9 La Commedia dell’Arte

Interview with Catherine Francblin (CF)1

CF I wanted to do this interview with you because – after the shock I felt reading your article – it struck me that it needed to be put in perspective with regard to the more general development of your ideas. I have the impression from this piece that you are interested in art only to the extent that it confirms the behavioural and functional patterns that inspire your critique of Western culture.

It’s true that art is of peripheral interest to me. I have no real commitment to it. In fact, I would say that I regard it with the same unfavourable prejudices as I do culture in general. In this sense, art has no special privilege in relation to other value systems. People continue to think of art as some unhoped-for blessing. I contest this Edenic view of things. My viewpoint is anthropological. Seen from this position, art no longer seems to have a vital function. It suffers from the same extinction of values, the same loss of transcendence. Art is no exception to the phase of total implementation, of total visualisation, which the West has now reached. Hypervisibility is in fact a way of exterminating the gaze. I can consume such art visually, and even enjoy it, but it gives me neither illusion nor truth. We have questioned the object of painting and then the subject of painting, but it seems to me that no one has taken much interest in the third element: the beholder. His attention is increasingly solicited, but as a hostage. Is there really a way of looking at contemporary art other than the one brought to bear by the art world on itself?

CF Let’s talk about this art world. You are very hard on it. By talking about a supposed ‘art conspiracy’ you imply that those involved in this world are conspirators.
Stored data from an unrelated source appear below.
impl<'a> Builder<'a> {
    fn new(root: &'a Position) -> Self {
        Self {
            root,
            side: root.side_to_move(),
            actions: ArrayVec::new(),
            cache: Default::default(),
            turns: Vec::new(),
            seen: HashSet::new(),
        }
    }

    /// Position after the first `len` actions, materialized on demand.
    fn position_at(&mut self, len: usize) -> &Position {
        let mut k = len;
        while k > 0 && self.cache[k].is_none() {
            k -= 1;
        }
        for i in k..len {
            let mut next = match &self.cache[i] {
                Some(position) => position.clone(),
                None => self.root.clone(),
            };
            execute_action(&mut next, &self.actions[i]);
            self.cache[i + 1] = Some(next);
        }
        match &self.cache[len] {
            Some(position) => position,
            None => self.root,
        }
    }

    fn position(&mut self) -> &Position {
        self.position_at(self.actions.len())
    }

    /// Position before the last action.
    fn previous(&mut self) -> &Position {
        self.position_at(self.actions.len().saturating_sub(1))
    }

    fn push(&mut self, action: Action) -> bool {
        if self.actions.try_push(action).is_err() {
            trace!(prefix = %Turn::from_actions(&self.actions), %action, "turn is full, action dropped");
            return false;
        }
        self.cache[self.actions.len()] = None;
        true
    }

    fn pop(&mut self) {
        self.actions.pop();
    }

    fn emit(&mut self) {
        let turn = Turn::from_actions(&self.actions);
        if self.seen.insert(turn.clone()) {
            self.turns.push(turn);
        }
    }

    fn used_special(&self, god: God) -> bool {
        self.actions
            .iter()
            .any(|a| a.kind == ActionKind::Special && a.god == god)
    }

    /// Deployed, unchained gods of the side to move.
    fn ready_gods(&mut self) -> Vec<(Field, God)> {
        let side = self.side;
        let position = self.position();
        position
            .deployed(side)
            .filter(|&(_, god)| !position.has_fx(side, god, StatusFx::CHAINED))
            .collect()
    }

    fn play(&mut self, action: Action, ctx: Ctx) {
        if self.push(action) {
            self.after(action, ctx);
            self.pop();
        }
    }

    fn after(&mut self, last: Action, ctx: Ctx) {
        self.emit();
        if self.wins(&last) {
            return;
        }
        let pending = ctx.pending || self.gate_killed(&last);
        let ctx = Ctx { pending, ..ctx };

        self.hooks(&last, ctx);

        let next = Ctx { follow: Follow::None, ..ctx };
        match ctx.follow {
            Follow::None => {}
            Follow::MoveOrAttack(god) => {
                self.moves_of(god, next);
                self.attack_slot(god, next);
            }
            Follow::Summon => self.summons(false, next),
            Follow::Attack(god) => self.attack_slot(god, next),
        }

        if pending {
            self.extra_moves();
        }
        if !ctx.extra {
            self.swaps();
        }
    }

    fn wins(&self, last: &Action) -> bool {
        let lands = match last.kind {
            ActionKind::Move => true,
            ActionKind::Special => last.god.info().special == Special::Frenzy,
            _ => false,
        };
        lands && last.field == Field::gate(!self.side)
    }

    /// Whether the last action killed the enemy standing on its own gate.
    /// Only materializes positions when the action could reach that gate.
    fn gate_killed(&mut self, last: &Action) -> bool {
        let side = self.side;
        let gate = Field::gate(!side);
        let info = last.god.info();
        let could_reach = match last.kind {
            ActionKind::Summon | ActionKind::Move => {
                info.landing_damage > 0 && last.field.is_adjacent(gate)
            }
            ActionKind::Attack => match info.attack {
                AttackKind::Ranged(_) => last.field == gate,
                AttackKind::Area(shape) => shape.fields(side, last.field).contains(&gate),
            },
            ActionKind::Special => match info.special {
                Special::Swap => true,
                Special::Chain | Special::None => false,
                _ => last.field == gate,
            },
        };
        if !could_reach {
            return false;
        }
        let before = self.previous();
        let Some(defender) = before.occupant(gate).filter(|o| o.side == !side) else {
            return false;
        };
        if info.special == Special::Swap && last.kind == ActionKind::Special {
            let lands = before
                .occupant(last.field)
                .is_some_and(|ally| ally.god.info().landing_damage > 0);
            if !lands {
                return false;
            }
        }
        // A knockback may refill the gate, so ask about the defender itself.
        self.position().is_dead(defender.side, defender.god)
    }

    /// Character hooks that may follow `last` directly.
    fn hooks(&mut self, last: &Action, ctx: Ctx) {
        let actor = match last.kind {
            ActionKind::Special if last.god.info().special == Special::Swap => {
                self.previous().occupant(last.field).map(|o| o.god)
            }
            ActionKind::Special => None,
            _ => Some(last.god),
        };
        if actor == Some(God::Hades) && !self.used_special(God::Hades) {
            self.chains(ctx);
        }
        if last.kind == ActionKind::Attack && last.god.info().special == Special::DoubleAttack {
            self.double_attacks(last, ctx);
        }
    }

    fn chains(&mut self, ctx: Ctx) {
        let side = self.side;
        let targets: Vec<Field> = {
            let position = self.position();
            match position.field_of(side, God::Hades) {
                Some(origin) if !position.has_fx(side, God::Hades, StatusFx::CHAINED) => origin
                    .neighbors()
                    .iter()
                    .copied()
                    .filter(|&f| match position.occupant(f) {
                        Some(o) => o.side != side && !position.has_fx(o.side, o.god, StatusFx::CHAINED),
                        None => false,
                    })
                    .collect(),
                _ => return,
            }
        };
        for field in targets {
            self.play(Action::special(God::Hades, field), ctx);
        }
    }

    fn double_attacks(&mut self, first: &Action, ctx: Ctx) {
        let side = self.side;
        let god = first.god;
        let first_target = self.previous().occupant(first.field).map(|o| o.god);
        let targets: Vec<Field> = {
            let position = self.position();
            attack_targets(position, side, god)
                .into_iter()
                .filter(|&f| f != first.field)
                .filter(|&f| match position.occupant(f) {
                    Some(o) => double_attack_order(first_target, o.god),
                    None => false,
                })
                .collect()
        };
        for field in targets {
            self.play(Action::special(god, field), ctx);
        }
    }

    fn moves_of(&mut self, god: God, ctx: Ctx) {
        let side = self.side;
        let targets = {
            let position = self.position();
            if position.has_fx(side, god, StatusFx::CHAINED) {
                return;
            }
            move_targets(position, side, god)
        };
        for field in targets {
            self.play(Action::move_to(god, field), ctx);
        }
    }

    /// Everything `god` can do with its attack: ranged or area attacks, and
    /// the specials that take an attack's place.
    fn attack_slot(&mut self, god: God, ctx: Ctx) {
        let side = self.side;
        let info = god.info();
        let actions: Vec<Action> = {
            let position = self.position();
            let Some(origin) = position.field_of(side, god) else { return };
            if position.has_fx(side, god, StatusFx::CHAINED) {
                return;
            }
            let mut actions: Vec<Action> = match info.attack {
                AttackKind::Ranged(_) => attack_targets(position, side, god)
                    .into_iter()
                    .map(|f| Action::attack(god, f))
                    .collect(),
                AttackKind::Area(shape) => {
                    let hits_enemy = shape
                        .fields(side, origin)
                        .iter()
                        .any(|&f| position.side_at(f) == Some(!side));
                    if hits_enemy {
                        vec![Action::attack(god, origin)]
                    } else {
                        Vec::new()
                    }
                }
            };
            if info.special == Special::WitheringMoon {
                actions.extend(
                    Field::all()
                        .filter(|&f| is_exposed_enemy(position, side, f))
                        .map(|f| Action::special(god, f)),
                );
            }
            actions
        };
        for action in actions {
            self.play(action, ctx);
        }
        if info.special == Special::Frenzy {
            self.frenzy(god, ctx);
        }
    }

    /// One or, when speed boosted, two knight leaps. At least one leap must
    /// kill; sequences with the same landing field and kills are generated
    /// once, preferring the single leap.
    fn frenzy(&mut self, god: God, ctx: Ctx) {
        let side = self.side;
        let enemy_gate = Field::gate(!side);
        let (first_leaps, boosted) = {
            let position = self.position();
            match position.field_of(side, god) {
                Some(origin) if !position.has_fx(side, god, StatusFx::CHAINED) => (
                    leaps(position, side, origin),
                    position.has_fx(side, god, StatusFx::SPEED_BOOST),
                ),
                _ => return,
            }
        };
        let kill_bit = |field: Field| 1u64 << field.index();

        let mut outcomes: HashSet<(Field, u64)> = HashSet::new();
        for &(field, kills) in &first_leaps {
            if kills {
                outcomes.insert((field, kill_bit(field)));
                self.play(Action::special(god, field), ctx);
            }
        }
        if !boosted {
            return;
        }
        for &(field, kills) in &first_leaps {
            if field == enemy_gate || !self.push(Action::special(god, field)) {
                continue;
            }
            let first_kills = if kills { kill_bit(field) } else { 0 };
            let second_leaps = leaps(self.position(), side, field);
            for (second, kills) in second_leaps {
                let all_kills = first_kills | if kills { kill_bit(second) } else { 0 };
                if all_kills != 0 && outcomes.insert((second, all_kills)) {
                    self.play(Action::special(god, second), ctx);
                }
            }
            self.pop();
        }
    }

    /// `rule1` marks summons at the start of a turn, which the summoned god
    /// may follow with a move or an attack; later summons only with an attack.
    fn summons(&mut self, rule1: bool, ctx: Ctx) {
        let side = self.side;
        let gate = Field::gate(side);
        let gods: Vec<God> = {
            let position = self.position();
            if position.is_occupied(gate) {
                return;
            }
            God::all().filter(|&g| position.is_summonable(side, g)).collect()
        };
        for god in gods {
            let follow = if rule1 { Follow::MoveOrAttack(god) } else { Follow::Attack(god) };
            self.play(Action::summon(god, gate), ctx.with_follow(follow));
        }
    }

    fn extra_moves(&mut self) {
        let ctx = Ctx { follow: Follow::None, extra: true, pending: false };
        for (_, god) in self.ready_gods() {
            self.moves_of(god, ctx);
        }
    }

    /// Aphrodite's swap ends the main phase: only a gate kill caused by the
    /// swap itself grants another move.
    fn swaps(&mut self) {
        if self.used_special(God::Aphrodite) {
            return;
        }
        let summoned = self
            .actions
            .iter()
            .any(|a| a.kind == ActionKind::Summon && a.god == God::Aphrodite);
        if !summoned && !self.root.is_deployed(self.side, God::Aphrodite) {
            return;
        }
        let allies: Vec<Field> = {
            let ready = self.ready_gods();
            if !ready.iter().any(|&(_, g)| g == God::Aphrodite) {
                return;
            }
            ready.into_iter().filter(|&(_, g)| g != God::Aphrodite).map(|(f, _)| f).collect()
        };
        for field in allies {
            self.play(Action::special(God::Aphrodite, field), Ctx::MAIN);
        }
    }

    fn generate(&mut self) {
        let gate = Field::gate(self.side);
        self.summons(true, Ctx::MAIN);
        let ready = self.ready_gods();
        for &(field, god) in &ready {
            let follow = if field == gate { Follow::Summon } else { Follow::None };
            self.moves_of(god, Ctx::MAIN.with_follow(follow));
        }
        for &(_, god) in &ready {
            self.attack_slot(god, Ctx::MAIN);
        }
        self.swaps();
    }
}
When I talk about an ‘art conspiracy’ I am using a metaphor, like that of the ‘perfect crime’. You cannot put a name to the instigators of the conspiracy, nor can you identify its victims. For this conspiracy has no originator and everyone is both victim and accomplice. It’s the same with the theatricality of politics: we are all both conned and complicit. There is a kind of incredulity, a noncommittal quality which means that everyone is playing a double game in a kind of infinite vicious circle. Now I think that this kind of circularity is in contradiction with the very form of art, which assumes a clear-cut distinction between the ‘creator’ and the ‘consumer’. Everything arising from this confusion, be it in the name of interactivity or total participation or interfaces – the whole caboodle – bores me.

CF From your article I certainly don’t get the impression that you see yourself as an accomplice. You seem to want to put yourself in the position of the outsider, of those who are being taken for a ride.

I like to hold up the figure of the Eastern European peasant, the Danube farmer who is ignorant but instinctive. I assert my right to indocility. Literally speaking, an indocile person is one who refuses to be educated, in other words, to get involved with the world of signs. I try to offer a diagnosis from an agnostic standpoint. I like to see things as a primitive would.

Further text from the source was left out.